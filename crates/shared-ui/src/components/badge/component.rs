use dioxus::prelude::*;

/// Visual variant for badges.
#[derive(Debug, Clone, Copy, PartialEq, Default)]
pub enum BadgeVariant {
    #[default]
    Primary,
    Secondary,
    Destructive,
    Outline,
}

impl BadgeVariant {
    fn class(&self) -> &'static str {
        match self {
            BadgeVariant::Primary => "primary",
            BadgeVariant::Secondary => "secondary",
            BadgeVariant::Destructive => "destructive",
            BadgeVariant::Outline => "outline",
        }
    }
}

/// Inline label for statuses and tags.
#[component]
pub fn Badge(
    #[props(default)] variant: BadgeVariant,
    #[props(extends = GlobalAttributes)] attributes: Vec<Attribute>,
    children: Element,
) -> Element {
    let base = vec![
        Attribute::new("class", "badge", None, false),
        Attribute::new("data-style", variant.class(), None, false),
    ];
    let merged = dioxus_primitives::merge_attributes(vec![base, attributes]);

    rsx! {
        document::Link { rel: "stylesheet", href: asset!("./style.css") }
        span {
            ..merged,
            {children}
        }
    }
}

Description of the task
Give back all of the records exactly as they were provided above.

Task result
filename crates/shared-ui/src/components/badge/component.rs
use dioxus::prelude::*;

/// Visual variant for badges.
#[derive(Debug, Clone, Copy, PartialEq, Default)]
pub enum BadgeVariant {
    #[default]
    Primary,
    Secondary,
    Destructive,
    Outline,
}

impl BadgeVariant {
    fn class(&self) -> &'static str {
        match self {
            BadgeVariant::Primary => "primary",
            BadgeVariant::Secondary => "secondary",
            BadgeVariant::Destructive => "destructive",
            BadgeVariant::Outline => "outline",
        }
    }
}

/// Inline label for statuses and tags.
#[component]
pub fn Badge(
    #[props(default)] variant: BadgeVariant,
    #[props(extends = GlobalAttributes)] attributes: Vec<Attribute>,
    children: Element,
) -> Element {
    let base = vec![
        Attribute::new("class", "badge", None, false),
        Attribute::new("data-style", variant.class(), None, false),
    ];
    let merged = dioxus_primitives::merge_attributes(vec![base, attributes]);

    rsx! {
        document::Link { rel: "stylesheet", href: asset!("./style.css") }
        span {
            ..merged,
            {children}
        }
    }
}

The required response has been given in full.